Hector! The gods forbid!
He's dead, and at the murderer's horse's tail,
In beastly sort, dragged through the shameful field.
Frown on, you heavens; effect your rage with speed.
Sit, gods, upon your thrones, and smite at Troy!
I say at once: let your brief plagues be mercy,
And linger not our sure destructions on!
My lord, you do discomfort all the host.
You understand me not that tell me so.
I do not speak of flight, of fear, of death,
But dare all imminence that gods and men
Address their dangers in. Hector is gone.
Who shall tell Priam so, or Hecuba?
Let him that will a screech-owl aye be called
Go into Troy and say their Hector's dead.
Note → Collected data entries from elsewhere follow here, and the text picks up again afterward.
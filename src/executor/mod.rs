//! HTTP request executor.
//!
//! [`RequestExecutor::execute`] turns a [`ParsedRequest`] into an
//! [`ExecutionResult`] and never fails: transport errors are reported as a
//! result with status 0.
//!
//! Header precedence, lowest first:
//!
//! 1. configured default headers
//! 2. headers resolved for the request's environment
//! 3. the synthesized authentication header
//! 4. headers written in the request itself
//!
//! Authentication is best-effort. When the environment or its credentials
//! cannot be resolved the failure is logged and the request goes out
//! without authentication.

pub mod auth;
pub mod config;
pub mod content;
pub mod error;
pub mod timing;
pub mod transport;

#[cfg(test)]
pub(crate) mod testing;

pub use auth::{encode_basic, synthesize_auth_header};
pub use config::ExecutionConfig;
pub use content::{classify, decode_body, ContentCategory};
pub use error::RequestError;
pub use timing::{format_duration_ms, Stopwatch};
pub use transport::{HttpTransport, OutgoingRequest, ReqwestTransport, TransportResponse};

use crate::environment::{CredentialResolver, ResolvedEnvironment};
use crate::models::{insert_header, ExecutionResult, ParsedRequest};
use crate::secrets::{is_masked, SecretStore};
use indexmap::IndexMap;
use std::sync::Arc;
use std::time::Duration;

/// Executes parsed requests against the network.
#[derive(Clone)]
pub struct RequestExecutor {
    transport: Arc<dyn HttpTransport>,
    resolver: Option<Arc<dyn CredentialResolver>>,
    secrets: SecretStore,
    config: ExecutionConfig,
}

impl std::fmt::Debug for RequestExecutor {
    fn fmt(&self, f: &mut std::fmt::Formatter<'_>) -> std::fmt::Result {
        f.debug_struct("RequestExecutor")
            .field("has_resolver", &self.resolver.is_some())
            .field("config", &self.config)
            .finish()
    }
}

impl RequestExecutor {
    /// Creates an executor over `transport` using the global configuration.
    pub fn new(transport: Arc<dyn HttpTransport>, secrets: SecretStore) -> Self {
        Self {
            transport,
            resolver: None,
            secrets,
            config: ExecutionConfig::from_global_config(),
        }
    }

    /// Creates an executor using the reqwest transport built from `config`.
    pub fn with_reqwest(config: ExecutionConfig, secrets: SecretStore) -> Result<Self, RequestError> {
        let transport = ReqwestTransport::new(&config)?;
        Ok(Self {
            transport: Arc::new(transport),
            resolver: None,
            secrets,
            config,
        })
    }

    /// Sets the resolver used for environment configuration and credentials.
    pub fn with_resolver(mut self, resolver: Arc<dyn CredentialResolver>) -> Self {
        self.resolver = Some(resolver);
        self
    }

    /// Replaces the execution configuration.
    pub fn with_config(mut self, config: ExecutionConfig) -> Self {
        self.config = config;
        self
    }

    /// The document-scoped secret store.
    pub fn secrets(&self) -> &SecretStore {
        &self.secrets
    }

    /// The credential resolver, if one is configured.
    pub fn resolver(&self) -> Option<&Arc<dyn CredentialResolver>> {
        self.resolver.as_ref()
    }

    /// The execution configuration.
    pub fn config(&self) -> &ExecutionConfig {
        &self.config
    }

    /// Executes a request.
    ///
    /// HTTP error statuses produce `success == false` without an error
    /// message; network failures produce status 0 with the message in
    /// `error`.
    pub async fn execute(&self, request: &ParsedRequest) -> ExecutionResult {
        let outgoing = self.prepare(request).await;
        let url = outgoing.url.clone();

        let stopwatch = Stopwatch::start();
        match self.transport.send(outgoing).await {
            Ok(response) => {
                let timing = stopwatch.finish();
                let content_type = response.headers.get("content-type").map(String::as_str);
                let data = decode_body(content_type, &response.body);
                log::debug!(
                    "{} {} -> {} in {} ms",
                    request.method,
                    url,
                    response.status,
                    timing.duration_ms()
                );
                ExecutionResult::from_response(
                    response.status,
                    response.status_text,
                    response.headers,
                    data,
                    timing,
                )
            }
            Err(e) => {
                log::warn!("{} {} failed: {}", request.method, url, e);
                ExecutionResult::transport_failure(e.to_string(), stopwatch.finish())
            }
        }
    }

    /// Resolves the final header set, body and timeout for a request.
    pub async fn prepare(&self, request: &ParsedRequest) -> OutgoingRequest {
        let mut headers = self.config.default_headers.clone();
        let mut timeout = self.config.timeout_duration();
        let mut auth_header = None;

        if let Some(resolved) = self.resolve_environment(request).await {
            for (name, value) in &resolved.resolved_headers {
                insert_header(&mut headers, name, value);
            }
            if let Some(ms) = resolved.resolved_timeout.filter(|ms| *ms > 0) {
                timeout = Duration::from_millis(ms);
            }
            auth_header = self.resolve_auth_header(&resolved).await;
            if let Some((name, value)) = &auth_header {
                insert_header(&mut headers, name, value);
            }
        }

        let mut request_headers = request.headers.clone();
        if let Some(uri) = &request.document_uri {
            self.secrets.unmask_headers(uri, &mut request_headers);
        }

        for (name, value) in &request_headers {
            let shadows_auth = auth_header
                .as_ref()
                .map(|(auth_name, _)| auth_name.eq_ignore_ascii_case(name))
                .unwrap_or(false);
            if shadows_auth && is_masked(value) {
                log::debug!("Keeping resolved credentials for masked header '{}'", name);
                continue;
            }
            insert_header(&mut headers, name, value);
        }

        OutgoingRequest {
            method: request.method,
            url: request.url.clone(),
            headers,
            body: if request.method.sends_body() {
                request.body.clone()
            } else {
                None
            },
            timeout,
        }
    }

    async fn resolve_environment(&self, request: &ParsedRequest) -> Option<ResolvedEnvironment> {
        let environment_id = request.environment_id.as_deref()?;
        let resolver = self.resolver.as_ref()?;

        match resolver.resolve_environment_config(environment_id).await {
            Ok(Some(resolved)) => Some(resolved),
            Ok(None) => {
                log::warn!(
                    "Environment '{}' not found, sending request without environment settings",
                    environment_id
                );
                None
            }
            Err(e) => {
                log::warn!(
                    "Failed to resolve environment '{}': {}. Sending request unauthenticated",
                    environment_id,
                    e
                );
                None
            }
        }
    }

    async fn resolve_auth_header(&self, resolved: &ResolvedEnvironment) -> Option<(String, String)> {
        let auth = resolved.resolved_auth.as_ref()?;
        let resolver = self.resolver.as_ref()?;

        match resolver.get_credentials(&resolved.environment).await {
            Ok(Some(credentials)) => synthesize_auth_header(auth, &credentials),
            Ok(None) => {
                log::debug!("No credentials stored for environment '{}'", resolved.environment.id);
                None
            }
            Err(e) => {
                log::warn!(
                    "Failed to read credentials for environment '{}': {}. Sending request unauthenticated",
                    resolved.environment.id,
                    e
                );
                None
            }
        }
    }
}

/// Builds the header map of an environment merged over `base`.
///
/// Used where a request is assembled outside the parser, e.g. when a
/// template is replayed.
pub fn merge_headers(
    base: &IndexMap<String, String>,
    overrides: &IndexMap<String, String>,
) -> IndexMap<String, String> {
    let mut merged = base.clone();
    for (name, value) in overrides {
        insert_header(&mut merged, name, value);
    }
    merged
}
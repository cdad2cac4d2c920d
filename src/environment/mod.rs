//! Environment and credential resolution.
//!
//! Environment records, their resolved configuration and their credentials
//! come from an external configuration store. This module defines the
//! contract the executor, runner and group executor consume
//! ([`CredentialResolver`]) and a JSON-file backed implementation
//! ([`FileResolver`]).

pub mod loader;
pub mod models;

pub use loader::{find_environment_file, EnvError, FileResolver};
pub use models::{AuthConfig, AuthKind, Credentials, Environment, ResolvedEnvironment};

use async_trait::async_trait;
use thiserror::Error;

/// Errors reported by a credential resolver.
///
/// Callers treat any of these as "no configuration" or "no credentials";
/// they never abort a request.
#[derive(Debug, Clone, PartialEq, Eq, Error)]
pub enum ResolverError {
    /// The backing store could not be reached or read.
    #[error("Credential store unavailable: {0}")]
    Unavailable(String),

    /// Access to the secret was refused.
    #[error("Access to credentials for '{0}' was denied")]
    AccessDenied(String),

    /// Any other failure.
    #[error("Failed to resolve environment: {0}")]
    Other(String),
}

/// Resolves environment configuration and credentials.
#[async_trait]
pub trait CredentialResolver: Send + Sync {
    /// Resolves the configuration of one environment.
    ///
    /// Returns `Ok(None)` when no environment has that id.
    async fn resolve_environment_config(
        &self,
        environment_id: &str,
    ) -> Result<Option<ResolvedEnvironment>, ResolverError>;

    /// Fetches the credentials stored for an environment.
    async fn get_credentials(
        &self,
        environment: &Environment,
    ) -> Result<Option<Credentials>, ResolverError>;

    /// Stores credentials for an environment.
    async fn set_credentials(
        &self,
        environment: &Environment,
        credentials: Credentials,
    ) -> Result<(), ResolverError>;

    /// Lists the environments of a schema, or every environment when
    /// `schema_id` is `None`.
    async fn get_schema_environments(
        &self,
        schema_id: Option<&str>,
    ) -> Result<Vec<Environment>, ResolverError>;
}
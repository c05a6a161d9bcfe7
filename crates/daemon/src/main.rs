// SPDX-License-Identifier: BUSL-1.1
// Copyright (c) 2026 Alfred Jean LLC

//! Cortex daemon (cortexd)
//!
//! Owns the replicated state, the flush loops and the request socket.

use std::path::PathBuf;

use cortex_core::Config;
use cortex_daemon::lifecycle::{self, LifecycleError};
use tokio::signal::unix::{signal, SignalKind};
use tracing::{error, info};

/// Config path used when none is given on the command line
const DEFAULT_CONFIG_PATH: &str = "/etc/cortex/cortexd.toml";

#[tokio::main]
async fn main() -> Result<(), Box<dyn std::error::Error>> {
    let config_path = std::env::args()
        .nth(1)
        .or_else(|| std::env::var("CORTEX_CONFIG").ok())
        .map(PathBuf::from)
        .unwrap_or_else(|| PathBuf::from(DEFAULT_CONFIG_PATH));

    let config = Config::load(&config_path)?;

    // Write startup marker to log (before tracing setup)
    write_startup_marker(&config)?;

    let log_guard = setup_logging(&config)?;

    info!(
        node_id = %config.node_id,
        config = %config_path.display(),
        "Starting cortexd"
    );

    let mut daemon = match lifecycle::startup(&config).await {
        Ok(d) => d,
        Err(e) => {
            // Write error synchronously (tracing is non-blocking and may not flush in time)
            write_startup_error(&config, &e);
            error!("Failed to start daemon: {}", e);
            drop(log_guard);
            return Err(e.into());
        }
    };

    let mut sigterm = signal(SignalKind::terminate())?;
    let mut sigint = signal(SignalKind::interrupt())?;

    info!(
        "Daemon ready, listening on {}",
        config.socket_path().display()
    );

    // Signal ready for a supervising parent process
    println!("READY");

    loop {
        tokio::select! {
            result = daemon.listener.accept() => {
                match result {
                    Ok((stream, _)) => {
                        if let Err(e) = daemon.server.handle_connection(stream).await {
                            error!("Error handling connection: {}", e);
                        }
                    }
                    Err(e) => {
                        error!("Error accepting connection: {}", e);
                    }
                }
            }

            _ = sigterm.recv() => {
                info!("Received SIGTERM, shutting down...");
                daemon.shutdown().await?;
                break;
            }

            _ = sigint.recv() => {
                info!("Received SIGINT, shutting down...");
                daemon.shutdown().await?;
                break;
            }
        }

        if daemon.shutdown_requested() {
            info!("Shutdown requested via IPC, shutting down...");
            daemon.shutdown().await?;
            break;
        }
    }

    info!("Daemon stopped");
    Ok(())
}

/// Startup marker prefix written to log before anything else.
/// Full format: "--- cortexd: starting (pid: 12345) ---"
pub const STARTUP_MARKER_PREFIX: &str = "--- cortexd: starting (pid: ";

/// Write startup marker to log file (appends to existing log)
fn write_startup_marker(config: &Config) -> Result<(), LifecycleError> {
    use std::io::Write;

    let log_path = config.log_path();
    if let Some(parent) = log_path.parent() {
        std::fs::create_dir_all(parent)?;
    }

    let mut file = std::fs::OpenOptions::new()
        .create(true)
        .append(true)
        .open(&log_path)?;
    writeln!(file, "{}{}) ---", STARTUP_MARKER_PREFIX, std::process::id())?;

    Ok(())
}

/// Write startup error synchronously to log file.
fn write_startup_error(config: &Config, error: &LifecycleError) {
    use std::io::Write;

    let Ok(mut file) = std::fs::OpenOptions::new()
        .create(true)
        .append(true)
        .open(config.log_path())
    else {
        return;
    };
    let _ = writeln!(file, "ERROR Failed to start daemon: {}", error);
}

fn setup_logging(
    config: &Config,
) -> Result<tracing_appender::non_blocking::WorkerGuard, LifecycleError> {
    use tracing_subscriber::{fmt, prelude::*, EnvFilter};

    std::fs::create_dir_all(&config.data_dir)?;

    let file_appender = tracing_appender::rolling::never(&config.data_dir, "cortexd.log");
    let (non_blocking, guard) = tracing_appender::non_blocking(file_appender);

    let filter = EnvFilter::try_from_default_env().unwrap_or_else(|_| EnvFilter::new("info"));

    tracing_subscriber::registry()
        .with(filter)
        .with(fmt::layer().with_writer(non_blocking))
        .init();

    Ok(guard)
}
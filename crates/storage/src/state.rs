// SPDX-License-Identifier: BUSL-1.1
// Copyright (c) 2026 Alfred Jean LLC

//! Correlation state and the command applier
//!
//! [`Store`] holds the four tables. [`StateMachine`] is what the log calls
//! back into: it applies commands to a store, and produces and restores
//! snapshots of it.

use crate::snapshot::{SnapshotError, SnapshotSource};
use crate::table::{StoreError, Stashed, Table};
use chrono::{DateTime, Utc};
use cortex_core::{Bucket, Command, Event, ExecutionRecord, Rule, Script};
use std::io::Read;
use std::sync::Arc;

/// The storage maps
#[derive(Default)]
pub struct Store {
    pub rules: Table<Rule>,
    pub buckets: Table<Bucket>,
    pub scripts: Table<Script>,
    pub records: Table<ExecutionRecord>,
}

impl Store {
    pub fn new() -> Self {
        Self::default()
    }
}

/// What applying a command produced
#[derive(Debug, Clone, PartialEq)]
pub enum Applied {
    Done,
    Stashed(Stashed),
    /// The bucket removed by `flush_bucket`
    Flushed(Box<Bucket>),
}

/// Deterministic application of replicated commands
pub trait CommandApplier: Send + Sync + 'static {
    fn apply(&self, command: Command) -> Result<Applied, StoreError>;
    fn snapshot(&self) -> SnapshotSource;
    fn restore(&self, reader: &mut dyn Read) -> Result<(), SnapshotError>;
}

/// Applies commands using only what the command carries, so every replica
/// and every replay reaches the same state
pub struct StateMachine {
    store: Arc<Store>,
    max_history: usize,
}

impl StateMachine {
    pub fn new(store: Arc<Store>, max_history: usize) -> Self {
        Self { store, max_history }
    }

    pub fn store(&self) -> &Arc<Store> {
        &self.store
    }

    fn stash(&self, rule_id: &str, event: Event, at: DateTime<Utc>) -> Result<Stashed, StoreError> {
        let rule = self.store.rules.get(rule_id).ok_or_else(|| StoreError::NotFound {
            kind: "rule",
            id: rule_id.to_string(),
        })?;
        let outcome = self.store.buckets.stash(&rule, event, at);
        tracing::debug!(rule_id, ?outcome, "stashed event");
        Ok(outcome)
    }

    fn add_record(&self, record: ExecutionRecord) -> Result<(), StoreError> {
        let evicted = self.store.records.add_bounded(record, self.max_history)?;
        if !evicted.is_empty() {
            tracing::debug!(
                count = evicted.len(),
                max_history = self.max_history,
                "evicted execution records"
            );
        }
        Ok(())
    }
}

impl CommandApplier for StateMachine {
    fn apply(&self, command: Command) -> Result<Applied, StoreError> {
        let store = &self.store;
        match command {
            Command::Stash {
                rule_id,
                event,
                at,
            } => self.stash(&rule_id, event, at).map(Applied::Stashed),
            Command::AddRule { mut rule } => {
                rule.validate()?;
                store.rules.add(rule).map(|_| Applied::Done)
            }
            Command::UpdateRule { mut rule } => {
                rule.validate()?;
                store.rules.update(rule).map(|_| Applied::Done)
            }
            Command::RemoveRule { rule_id } => store.rules.remove(&rule_id).map(|_| Applied::Done),
            Command::FlushBucket { rule_id } => store
                .buckets
                .remove(&rule_id)
                .map(|b| Applied::Flushed(Box::new(b))),
            Command::AddScript { script } => store.scripts.add(script).map(|_| Applied::Done),
            Command::UpdateScript { script } => {
                store.scripts.update(script).map(|_| Applied::Done)
            }
            Command::RemoveScript { script_id } => {
                store.scripts.remove(&script_id).map(|_| Applied::Done)
            }
            Command::AddRecord { record } => self.add_record(*record).map(|_| Applied::Done),
            Command::RemoveRecord { record_id } => {
                store.records.remove(&record_id).map(|_| Applied::Done)
            }
        }
    }

    fn snapshot(&self) -> SnapshotSource {
        SnapshotSource {
            rules: self.store.rules.clone_map(),
            scripts: self.store.scripts.clone_map(),
            records: self.store.records.clone_map(),
        }
    }

    fn restore(&self, reader: &mut dyn Read) -> Result<(), SnapshotError> {
        let source = SnapshotSource::read_from(reader)?;
        tracing::info!(
            rules = source.rules.len(),
            scripts = source.scripts.len(),
            records = source.records.len(),
            "restoring from snapshot"
        );
        self.store.rules.restore(source.rules);
        self.store.scripts.restore(source.scripts);
        self.store.records.restore(source.records);
        self.store.buckets.restore(Default::default());
        Ok(())
    }
}

#[cfg(test)]
#[path = "state_tests.rs"]
mod tests;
There is a word will Priam turn to stone,
Make wells and Niobes of the maids and wives,
Cold statues of the youth and, in a word,
Scare Troy out of itself. But march away.
Hector is dead.  There is no more to say.
Stay yet. You vile  abominable tents,
Thus proudly pitched upon our Phrygian plains,
Let Titan rise as early as he dare,
I'll through and through you! And, thou great-sized coward,
No space of earth shall sunder our two hates.
I'll haunt thee like a wicked conscience still,
That moldeth goblins swift as frenzy's thoughts.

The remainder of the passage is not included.